*DATA SUPPLIED*
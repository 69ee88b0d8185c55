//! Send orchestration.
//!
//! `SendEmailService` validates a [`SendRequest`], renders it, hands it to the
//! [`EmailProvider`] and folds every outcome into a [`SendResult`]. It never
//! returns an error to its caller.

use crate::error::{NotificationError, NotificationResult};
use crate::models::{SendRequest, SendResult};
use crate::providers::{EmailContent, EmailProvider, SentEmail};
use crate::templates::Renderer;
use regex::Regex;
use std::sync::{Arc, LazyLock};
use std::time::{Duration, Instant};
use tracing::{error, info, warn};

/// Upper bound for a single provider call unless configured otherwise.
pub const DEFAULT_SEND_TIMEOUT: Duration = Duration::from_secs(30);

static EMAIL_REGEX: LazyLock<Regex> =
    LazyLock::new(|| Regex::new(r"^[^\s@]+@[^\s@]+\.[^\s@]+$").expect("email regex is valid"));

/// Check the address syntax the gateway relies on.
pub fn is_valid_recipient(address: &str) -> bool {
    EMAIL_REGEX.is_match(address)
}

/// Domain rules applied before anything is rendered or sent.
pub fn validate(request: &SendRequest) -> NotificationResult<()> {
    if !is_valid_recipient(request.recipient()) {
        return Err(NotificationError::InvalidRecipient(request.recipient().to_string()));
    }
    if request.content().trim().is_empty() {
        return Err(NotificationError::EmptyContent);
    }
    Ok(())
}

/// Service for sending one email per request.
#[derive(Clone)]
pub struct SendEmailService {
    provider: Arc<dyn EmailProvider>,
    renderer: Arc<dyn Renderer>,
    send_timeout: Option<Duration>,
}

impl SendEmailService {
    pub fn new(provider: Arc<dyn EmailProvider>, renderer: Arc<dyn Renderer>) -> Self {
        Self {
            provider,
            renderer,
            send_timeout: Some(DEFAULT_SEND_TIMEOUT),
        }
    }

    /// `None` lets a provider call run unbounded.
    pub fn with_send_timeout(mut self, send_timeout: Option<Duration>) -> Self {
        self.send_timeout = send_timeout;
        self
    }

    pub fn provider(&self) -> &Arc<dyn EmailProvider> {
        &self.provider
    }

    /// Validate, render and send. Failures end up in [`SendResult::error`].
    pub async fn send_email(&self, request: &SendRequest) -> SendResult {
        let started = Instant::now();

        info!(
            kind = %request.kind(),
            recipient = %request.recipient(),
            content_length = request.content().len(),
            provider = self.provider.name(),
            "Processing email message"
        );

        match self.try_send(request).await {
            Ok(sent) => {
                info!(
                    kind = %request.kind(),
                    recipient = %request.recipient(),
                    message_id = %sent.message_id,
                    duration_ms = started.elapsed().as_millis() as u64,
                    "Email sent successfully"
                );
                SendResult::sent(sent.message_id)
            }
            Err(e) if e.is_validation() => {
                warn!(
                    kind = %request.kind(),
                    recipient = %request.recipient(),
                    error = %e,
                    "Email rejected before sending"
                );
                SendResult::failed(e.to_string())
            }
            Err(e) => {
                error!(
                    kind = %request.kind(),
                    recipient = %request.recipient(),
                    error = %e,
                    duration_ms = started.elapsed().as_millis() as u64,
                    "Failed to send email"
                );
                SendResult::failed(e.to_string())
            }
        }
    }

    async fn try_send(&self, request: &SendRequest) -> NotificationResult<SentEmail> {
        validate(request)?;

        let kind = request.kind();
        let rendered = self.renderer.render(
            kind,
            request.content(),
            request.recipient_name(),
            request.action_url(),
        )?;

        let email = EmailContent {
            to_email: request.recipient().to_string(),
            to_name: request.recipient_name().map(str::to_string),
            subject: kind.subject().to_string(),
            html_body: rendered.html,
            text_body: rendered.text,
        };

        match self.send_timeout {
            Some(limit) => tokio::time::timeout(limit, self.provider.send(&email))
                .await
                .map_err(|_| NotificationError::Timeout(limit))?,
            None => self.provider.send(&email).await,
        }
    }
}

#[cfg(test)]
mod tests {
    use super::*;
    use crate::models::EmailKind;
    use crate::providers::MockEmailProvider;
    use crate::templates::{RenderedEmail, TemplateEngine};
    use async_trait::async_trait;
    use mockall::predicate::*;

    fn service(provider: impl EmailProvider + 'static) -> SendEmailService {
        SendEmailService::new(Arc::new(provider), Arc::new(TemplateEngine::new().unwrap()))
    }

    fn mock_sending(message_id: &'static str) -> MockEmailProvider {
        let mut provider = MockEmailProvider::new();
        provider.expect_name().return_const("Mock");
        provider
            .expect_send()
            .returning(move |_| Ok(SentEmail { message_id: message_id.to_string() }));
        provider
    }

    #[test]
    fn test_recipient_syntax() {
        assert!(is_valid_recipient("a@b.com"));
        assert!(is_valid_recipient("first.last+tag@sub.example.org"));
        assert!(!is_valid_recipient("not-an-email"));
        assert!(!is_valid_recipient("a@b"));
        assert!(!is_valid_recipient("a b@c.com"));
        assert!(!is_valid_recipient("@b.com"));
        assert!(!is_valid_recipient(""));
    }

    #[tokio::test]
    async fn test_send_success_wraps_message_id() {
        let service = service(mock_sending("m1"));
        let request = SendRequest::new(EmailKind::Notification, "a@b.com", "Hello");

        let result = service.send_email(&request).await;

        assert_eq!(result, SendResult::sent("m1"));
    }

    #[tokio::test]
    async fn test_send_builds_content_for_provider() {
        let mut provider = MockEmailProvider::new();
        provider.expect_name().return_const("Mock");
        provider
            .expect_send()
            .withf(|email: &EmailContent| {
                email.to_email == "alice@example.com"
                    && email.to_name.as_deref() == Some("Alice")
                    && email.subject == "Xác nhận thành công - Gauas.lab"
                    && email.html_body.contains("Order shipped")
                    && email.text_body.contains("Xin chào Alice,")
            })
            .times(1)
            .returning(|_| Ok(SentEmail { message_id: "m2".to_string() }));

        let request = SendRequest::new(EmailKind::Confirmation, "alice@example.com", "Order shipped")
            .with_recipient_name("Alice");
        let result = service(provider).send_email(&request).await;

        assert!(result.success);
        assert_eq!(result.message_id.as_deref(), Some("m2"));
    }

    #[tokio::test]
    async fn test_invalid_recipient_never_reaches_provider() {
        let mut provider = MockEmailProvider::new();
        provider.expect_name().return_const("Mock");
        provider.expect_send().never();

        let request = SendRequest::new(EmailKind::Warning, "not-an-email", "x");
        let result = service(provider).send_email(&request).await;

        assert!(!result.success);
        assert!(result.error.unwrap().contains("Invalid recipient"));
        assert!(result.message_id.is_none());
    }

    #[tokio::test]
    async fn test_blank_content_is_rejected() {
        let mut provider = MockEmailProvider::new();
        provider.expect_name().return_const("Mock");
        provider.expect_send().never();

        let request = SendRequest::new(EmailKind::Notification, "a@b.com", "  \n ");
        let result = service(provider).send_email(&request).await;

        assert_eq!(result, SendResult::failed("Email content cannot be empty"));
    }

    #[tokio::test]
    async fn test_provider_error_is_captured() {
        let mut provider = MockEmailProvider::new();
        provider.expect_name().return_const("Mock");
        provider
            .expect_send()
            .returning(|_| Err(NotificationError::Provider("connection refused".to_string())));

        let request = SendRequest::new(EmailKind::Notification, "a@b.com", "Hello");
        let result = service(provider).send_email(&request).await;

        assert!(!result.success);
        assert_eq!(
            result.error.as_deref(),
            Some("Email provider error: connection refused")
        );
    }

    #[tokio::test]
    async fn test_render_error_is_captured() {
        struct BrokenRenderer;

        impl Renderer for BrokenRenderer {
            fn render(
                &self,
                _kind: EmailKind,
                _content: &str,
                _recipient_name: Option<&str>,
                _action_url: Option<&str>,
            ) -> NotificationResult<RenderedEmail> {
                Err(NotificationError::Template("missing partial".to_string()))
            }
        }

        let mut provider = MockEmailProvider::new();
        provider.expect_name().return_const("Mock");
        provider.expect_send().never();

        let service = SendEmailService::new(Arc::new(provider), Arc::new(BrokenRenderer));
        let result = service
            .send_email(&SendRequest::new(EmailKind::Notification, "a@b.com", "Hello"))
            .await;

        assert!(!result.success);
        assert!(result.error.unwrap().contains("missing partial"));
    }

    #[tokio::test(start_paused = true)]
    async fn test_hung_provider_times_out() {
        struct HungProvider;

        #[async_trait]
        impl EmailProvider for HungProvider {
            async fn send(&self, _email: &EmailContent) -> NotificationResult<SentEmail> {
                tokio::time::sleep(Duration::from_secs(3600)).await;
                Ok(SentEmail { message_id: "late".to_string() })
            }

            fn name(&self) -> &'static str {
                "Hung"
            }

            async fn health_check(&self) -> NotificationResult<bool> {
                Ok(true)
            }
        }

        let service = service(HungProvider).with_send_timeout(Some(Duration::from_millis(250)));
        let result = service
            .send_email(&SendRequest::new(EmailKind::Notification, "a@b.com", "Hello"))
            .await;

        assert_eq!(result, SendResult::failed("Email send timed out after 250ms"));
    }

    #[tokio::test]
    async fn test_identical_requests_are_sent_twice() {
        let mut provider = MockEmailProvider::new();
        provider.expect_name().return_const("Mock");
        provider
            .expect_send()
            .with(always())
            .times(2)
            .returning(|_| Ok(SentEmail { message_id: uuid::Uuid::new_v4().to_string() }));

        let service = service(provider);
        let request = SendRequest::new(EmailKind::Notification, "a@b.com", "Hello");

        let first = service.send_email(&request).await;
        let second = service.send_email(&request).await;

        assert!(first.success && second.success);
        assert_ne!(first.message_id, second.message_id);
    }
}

---

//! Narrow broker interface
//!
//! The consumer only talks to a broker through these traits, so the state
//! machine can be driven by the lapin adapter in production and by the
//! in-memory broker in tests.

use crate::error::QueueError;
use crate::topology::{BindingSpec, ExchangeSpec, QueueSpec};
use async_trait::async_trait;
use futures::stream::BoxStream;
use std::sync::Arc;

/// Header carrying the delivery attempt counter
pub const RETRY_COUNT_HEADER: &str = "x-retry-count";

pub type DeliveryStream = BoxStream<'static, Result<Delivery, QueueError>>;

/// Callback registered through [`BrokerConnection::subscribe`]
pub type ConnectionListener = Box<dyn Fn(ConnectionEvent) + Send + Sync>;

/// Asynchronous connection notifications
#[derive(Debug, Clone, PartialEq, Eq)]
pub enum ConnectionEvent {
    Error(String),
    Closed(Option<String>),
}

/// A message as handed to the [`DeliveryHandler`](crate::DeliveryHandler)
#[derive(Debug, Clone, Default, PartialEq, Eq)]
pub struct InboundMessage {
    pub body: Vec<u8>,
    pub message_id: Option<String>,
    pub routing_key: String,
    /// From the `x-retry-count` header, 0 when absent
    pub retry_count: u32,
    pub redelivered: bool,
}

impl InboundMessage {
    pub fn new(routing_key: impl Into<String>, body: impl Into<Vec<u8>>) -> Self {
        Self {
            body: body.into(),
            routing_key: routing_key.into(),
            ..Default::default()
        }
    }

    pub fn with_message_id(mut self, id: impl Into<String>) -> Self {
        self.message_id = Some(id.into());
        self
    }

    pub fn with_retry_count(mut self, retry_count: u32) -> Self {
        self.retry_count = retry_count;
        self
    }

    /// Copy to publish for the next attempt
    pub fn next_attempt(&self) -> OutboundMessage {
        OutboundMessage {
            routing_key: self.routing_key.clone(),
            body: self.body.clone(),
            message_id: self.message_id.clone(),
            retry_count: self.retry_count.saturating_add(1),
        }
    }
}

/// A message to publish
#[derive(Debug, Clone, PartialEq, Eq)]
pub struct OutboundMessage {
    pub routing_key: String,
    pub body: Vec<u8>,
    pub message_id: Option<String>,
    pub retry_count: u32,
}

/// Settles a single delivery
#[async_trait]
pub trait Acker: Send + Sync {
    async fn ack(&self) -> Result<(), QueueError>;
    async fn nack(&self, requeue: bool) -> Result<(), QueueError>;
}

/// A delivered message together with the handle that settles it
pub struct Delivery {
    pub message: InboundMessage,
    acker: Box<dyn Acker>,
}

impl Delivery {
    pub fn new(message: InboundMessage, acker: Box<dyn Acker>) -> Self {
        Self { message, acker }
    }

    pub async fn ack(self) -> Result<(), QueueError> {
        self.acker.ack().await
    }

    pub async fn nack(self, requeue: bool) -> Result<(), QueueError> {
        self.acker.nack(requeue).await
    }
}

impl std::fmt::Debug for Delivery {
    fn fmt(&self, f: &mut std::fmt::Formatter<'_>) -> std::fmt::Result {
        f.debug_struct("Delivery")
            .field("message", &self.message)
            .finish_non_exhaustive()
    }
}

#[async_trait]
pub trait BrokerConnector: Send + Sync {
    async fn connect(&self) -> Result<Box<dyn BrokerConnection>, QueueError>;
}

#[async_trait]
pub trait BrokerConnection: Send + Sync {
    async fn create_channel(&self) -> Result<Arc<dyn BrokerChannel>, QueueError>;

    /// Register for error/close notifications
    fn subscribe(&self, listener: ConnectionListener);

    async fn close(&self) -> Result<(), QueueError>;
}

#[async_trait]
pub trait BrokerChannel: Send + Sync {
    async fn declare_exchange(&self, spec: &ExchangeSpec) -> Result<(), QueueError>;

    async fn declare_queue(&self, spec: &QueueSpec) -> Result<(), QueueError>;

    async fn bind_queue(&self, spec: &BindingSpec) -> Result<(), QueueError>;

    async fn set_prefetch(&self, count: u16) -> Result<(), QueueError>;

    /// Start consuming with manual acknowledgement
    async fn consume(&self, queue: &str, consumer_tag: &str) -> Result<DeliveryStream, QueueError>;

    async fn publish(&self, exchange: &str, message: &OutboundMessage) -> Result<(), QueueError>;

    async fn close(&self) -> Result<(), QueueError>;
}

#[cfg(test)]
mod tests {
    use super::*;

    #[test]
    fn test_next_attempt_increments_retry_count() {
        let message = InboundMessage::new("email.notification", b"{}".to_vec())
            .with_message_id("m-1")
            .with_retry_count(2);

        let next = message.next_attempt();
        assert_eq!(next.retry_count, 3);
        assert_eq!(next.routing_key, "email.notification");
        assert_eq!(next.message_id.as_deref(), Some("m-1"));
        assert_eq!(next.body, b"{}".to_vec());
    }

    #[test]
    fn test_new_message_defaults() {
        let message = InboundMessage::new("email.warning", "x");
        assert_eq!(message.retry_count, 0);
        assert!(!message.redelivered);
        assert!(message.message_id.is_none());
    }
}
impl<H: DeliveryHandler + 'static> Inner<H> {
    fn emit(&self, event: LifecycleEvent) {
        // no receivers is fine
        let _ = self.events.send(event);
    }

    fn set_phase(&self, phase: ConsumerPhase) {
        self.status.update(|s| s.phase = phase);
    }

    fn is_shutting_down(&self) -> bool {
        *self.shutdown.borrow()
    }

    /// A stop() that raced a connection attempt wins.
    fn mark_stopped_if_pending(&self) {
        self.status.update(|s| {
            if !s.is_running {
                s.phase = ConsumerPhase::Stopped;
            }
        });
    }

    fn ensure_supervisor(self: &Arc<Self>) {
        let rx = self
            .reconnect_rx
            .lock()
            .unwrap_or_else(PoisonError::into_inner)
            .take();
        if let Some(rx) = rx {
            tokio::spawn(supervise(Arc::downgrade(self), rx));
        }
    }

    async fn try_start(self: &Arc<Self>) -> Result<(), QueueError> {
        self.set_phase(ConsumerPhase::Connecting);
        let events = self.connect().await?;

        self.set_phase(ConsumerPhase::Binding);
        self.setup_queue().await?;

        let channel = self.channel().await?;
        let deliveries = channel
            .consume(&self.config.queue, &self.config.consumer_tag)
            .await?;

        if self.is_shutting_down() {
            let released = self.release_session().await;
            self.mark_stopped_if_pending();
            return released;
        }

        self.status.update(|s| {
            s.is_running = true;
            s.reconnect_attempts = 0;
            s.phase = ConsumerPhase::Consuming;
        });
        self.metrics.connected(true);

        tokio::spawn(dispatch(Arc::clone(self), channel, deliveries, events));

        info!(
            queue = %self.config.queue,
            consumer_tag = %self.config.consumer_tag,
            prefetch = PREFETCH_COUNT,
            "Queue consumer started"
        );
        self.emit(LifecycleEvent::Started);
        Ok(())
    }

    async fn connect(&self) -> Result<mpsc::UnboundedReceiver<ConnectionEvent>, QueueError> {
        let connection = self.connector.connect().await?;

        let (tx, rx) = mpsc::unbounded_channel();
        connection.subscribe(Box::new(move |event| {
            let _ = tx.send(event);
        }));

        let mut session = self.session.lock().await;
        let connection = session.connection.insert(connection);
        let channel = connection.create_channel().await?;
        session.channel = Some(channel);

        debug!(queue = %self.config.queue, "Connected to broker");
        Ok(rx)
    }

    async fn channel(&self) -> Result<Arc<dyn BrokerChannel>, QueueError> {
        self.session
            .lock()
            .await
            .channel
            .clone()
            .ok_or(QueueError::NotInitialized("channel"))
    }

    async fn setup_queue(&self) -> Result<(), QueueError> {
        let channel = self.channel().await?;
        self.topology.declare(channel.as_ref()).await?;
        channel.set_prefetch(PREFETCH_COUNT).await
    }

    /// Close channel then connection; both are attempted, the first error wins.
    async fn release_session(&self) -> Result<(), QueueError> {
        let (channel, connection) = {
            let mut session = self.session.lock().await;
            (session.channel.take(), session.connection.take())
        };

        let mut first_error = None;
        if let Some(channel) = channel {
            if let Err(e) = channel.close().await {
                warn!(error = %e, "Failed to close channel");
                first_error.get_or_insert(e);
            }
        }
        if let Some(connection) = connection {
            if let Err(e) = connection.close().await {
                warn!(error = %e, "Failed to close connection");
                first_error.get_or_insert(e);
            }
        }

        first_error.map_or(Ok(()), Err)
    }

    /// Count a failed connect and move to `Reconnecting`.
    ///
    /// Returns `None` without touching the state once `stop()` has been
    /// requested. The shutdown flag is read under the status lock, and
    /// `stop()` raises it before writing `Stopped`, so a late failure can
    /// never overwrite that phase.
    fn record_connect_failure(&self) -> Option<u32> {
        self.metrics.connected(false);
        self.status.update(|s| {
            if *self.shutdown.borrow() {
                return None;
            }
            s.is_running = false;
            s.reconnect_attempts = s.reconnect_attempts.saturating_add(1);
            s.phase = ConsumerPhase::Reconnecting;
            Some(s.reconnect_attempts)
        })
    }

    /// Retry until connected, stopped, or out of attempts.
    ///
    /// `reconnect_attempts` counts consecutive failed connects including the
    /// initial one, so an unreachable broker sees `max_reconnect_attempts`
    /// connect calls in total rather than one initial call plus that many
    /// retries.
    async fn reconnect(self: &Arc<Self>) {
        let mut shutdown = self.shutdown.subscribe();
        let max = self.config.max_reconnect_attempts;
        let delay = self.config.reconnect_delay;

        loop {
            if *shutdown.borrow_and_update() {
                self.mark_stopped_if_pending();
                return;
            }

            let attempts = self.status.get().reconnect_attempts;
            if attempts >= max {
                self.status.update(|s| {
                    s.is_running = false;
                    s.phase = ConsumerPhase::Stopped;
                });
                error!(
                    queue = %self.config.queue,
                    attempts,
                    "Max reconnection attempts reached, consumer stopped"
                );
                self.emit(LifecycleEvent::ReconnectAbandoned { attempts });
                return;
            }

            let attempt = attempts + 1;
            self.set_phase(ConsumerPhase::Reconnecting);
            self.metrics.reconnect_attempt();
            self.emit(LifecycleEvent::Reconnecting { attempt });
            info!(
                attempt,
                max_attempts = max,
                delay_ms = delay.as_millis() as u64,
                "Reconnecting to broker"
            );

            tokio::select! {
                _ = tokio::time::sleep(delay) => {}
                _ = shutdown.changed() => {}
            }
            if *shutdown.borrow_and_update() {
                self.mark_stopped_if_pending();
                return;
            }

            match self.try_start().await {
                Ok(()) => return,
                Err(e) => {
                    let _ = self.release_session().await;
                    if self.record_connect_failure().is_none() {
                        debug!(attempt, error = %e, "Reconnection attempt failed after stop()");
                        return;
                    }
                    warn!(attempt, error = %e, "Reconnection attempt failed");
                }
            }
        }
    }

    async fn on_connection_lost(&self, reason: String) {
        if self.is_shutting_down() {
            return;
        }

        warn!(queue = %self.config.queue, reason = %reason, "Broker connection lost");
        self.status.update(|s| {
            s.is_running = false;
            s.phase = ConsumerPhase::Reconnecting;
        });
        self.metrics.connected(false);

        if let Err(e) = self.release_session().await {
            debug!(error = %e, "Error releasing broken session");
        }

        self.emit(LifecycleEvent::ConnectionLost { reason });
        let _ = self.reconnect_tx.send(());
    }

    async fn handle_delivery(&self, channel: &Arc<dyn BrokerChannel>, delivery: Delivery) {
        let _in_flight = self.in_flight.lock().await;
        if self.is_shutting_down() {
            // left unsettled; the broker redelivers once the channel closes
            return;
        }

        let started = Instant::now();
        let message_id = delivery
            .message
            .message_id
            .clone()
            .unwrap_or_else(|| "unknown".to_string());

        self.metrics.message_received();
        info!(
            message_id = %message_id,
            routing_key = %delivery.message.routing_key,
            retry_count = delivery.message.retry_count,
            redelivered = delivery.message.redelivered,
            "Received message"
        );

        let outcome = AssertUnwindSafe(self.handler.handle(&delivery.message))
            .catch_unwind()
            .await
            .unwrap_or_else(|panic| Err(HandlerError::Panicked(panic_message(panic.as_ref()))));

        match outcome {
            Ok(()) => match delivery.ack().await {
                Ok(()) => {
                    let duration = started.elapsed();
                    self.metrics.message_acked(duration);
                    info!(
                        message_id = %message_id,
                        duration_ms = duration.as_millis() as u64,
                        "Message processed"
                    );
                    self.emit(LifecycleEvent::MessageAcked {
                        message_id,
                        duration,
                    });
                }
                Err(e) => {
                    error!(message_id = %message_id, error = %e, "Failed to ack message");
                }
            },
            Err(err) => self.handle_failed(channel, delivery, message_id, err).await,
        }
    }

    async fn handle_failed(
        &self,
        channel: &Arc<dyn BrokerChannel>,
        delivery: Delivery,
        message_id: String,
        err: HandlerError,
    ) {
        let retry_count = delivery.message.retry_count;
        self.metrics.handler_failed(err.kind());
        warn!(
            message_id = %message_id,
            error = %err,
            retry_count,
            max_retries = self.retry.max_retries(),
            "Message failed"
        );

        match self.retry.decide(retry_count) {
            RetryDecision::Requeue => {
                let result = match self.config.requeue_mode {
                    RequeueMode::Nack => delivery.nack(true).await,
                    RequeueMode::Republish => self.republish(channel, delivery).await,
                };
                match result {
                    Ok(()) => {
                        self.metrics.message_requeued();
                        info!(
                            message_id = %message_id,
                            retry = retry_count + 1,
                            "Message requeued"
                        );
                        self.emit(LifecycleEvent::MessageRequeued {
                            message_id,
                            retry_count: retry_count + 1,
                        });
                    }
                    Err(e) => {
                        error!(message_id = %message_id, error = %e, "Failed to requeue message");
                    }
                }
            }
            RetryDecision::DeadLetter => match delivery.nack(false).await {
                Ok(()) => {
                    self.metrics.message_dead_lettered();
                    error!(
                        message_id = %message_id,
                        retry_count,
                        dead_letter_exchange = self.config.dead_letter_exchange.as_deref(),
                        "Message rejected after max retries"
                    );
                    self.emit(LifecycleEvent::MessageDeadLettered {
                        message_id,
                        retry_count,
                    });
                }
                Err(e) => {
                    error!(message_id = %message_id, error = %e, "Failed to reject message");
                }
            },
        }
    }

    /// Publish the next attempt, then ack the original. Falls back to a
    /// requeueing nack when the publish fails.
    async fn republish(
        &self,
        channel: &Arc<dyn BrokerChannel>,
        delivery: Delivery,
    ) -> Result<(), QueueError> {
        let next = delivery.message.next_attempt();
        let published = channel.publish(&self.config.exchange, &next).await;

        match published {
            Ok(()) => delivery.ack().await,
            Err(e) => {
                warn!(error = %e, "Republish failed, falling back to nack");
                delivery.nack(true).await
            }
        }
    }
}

*EXERCISE DESCRIPTION*
Of all the entries above, retype exactly the lines from the line with "that settles it" to the line with "assert_eq!(next.retry_count, 3);", both included, and no others.

*THE COMPLETED TASK*
/// A delivered message together with the handle that settles it
pub struct Delivery {
    pub message: InboundMessage,
    acker: Box<dyn Acker>,
}

impl Delivery {
    pub fn new(message: InboundMessage, acker: Box<dyn Acker>) -> Self {
        Self { message, acker }
    }

    pub async fn ack(self) -> Result<(), QueueError> {
        self.acker.ack().await
    }

    pub async fn nack(self, requeue: bool) -> Result<(), QueueError> {
        self.acker.nack(requeue).await
    }
}

impl std::fmt::Debug for Delivery {
    fn fmt(&self, f: &mut std::fmt::Formatter<'_>) -> std::fmt::Result {
        f.debug_struct("Delivery")
            .field("message", &self.message)
            .finish_non_exhaustive()
    }
}

#[async_trait]
pub trait BrokerConnector: Send + Sync {
    async fn connect(&self) -> Result<Box<dyn BrokerConnection>, QueueError>;
}

#[async_trait]
pub trait BrokerConnection: Send + Sync {
    async fn create_channel(&self) -> Result<Arc<dyn BrokerChannel>, QueueError>;

    /// Register for error/close notifications
    fn subscribe(&self, listener: ConnectionListener);

    async fn close(&self) -> Result<(), QueueError>;
}

#[async_trait]
pub trait BrokerChannel: Send + Sync {
    async fn declare_exchange(&self, spec: &ExchangeSpec) -> Result<(), QueueError>;

    async fn declare_queue(&self, spec: &QueueSpec) -> Result<(), QueueError>;

    async fn bind_queue(&self, spec: &BindingSpec) -> Result<(), QueueError>;

    async fn set_prefetch(&self, count: u16) -> Result<(), QueueError>;

    /// Start consuming with manual acknowledgement
    async fn consume(&self, queue: &str, consumer_tag: &str) -> Result<DeliveryStream, QueueError>;

    async fn publish(&self, exchange: &str, message: &OutboundMessage) -> Result<(), QueueError>;

    async fn close(&self) -> Result<(), QueueError>;
}

#[cfg(test)]
mod tests {
    use super::*;

    #[test]
    fn test_next_attempt_increments_retry_count() {
        let message = InboundMessage::new("email.notification", b"{}".to_vec())
            .with_message_id("m-1")
            .with_retry_count(2);

        let next = message.next_attempt();
        assert_eq!(next.retry_count, 3);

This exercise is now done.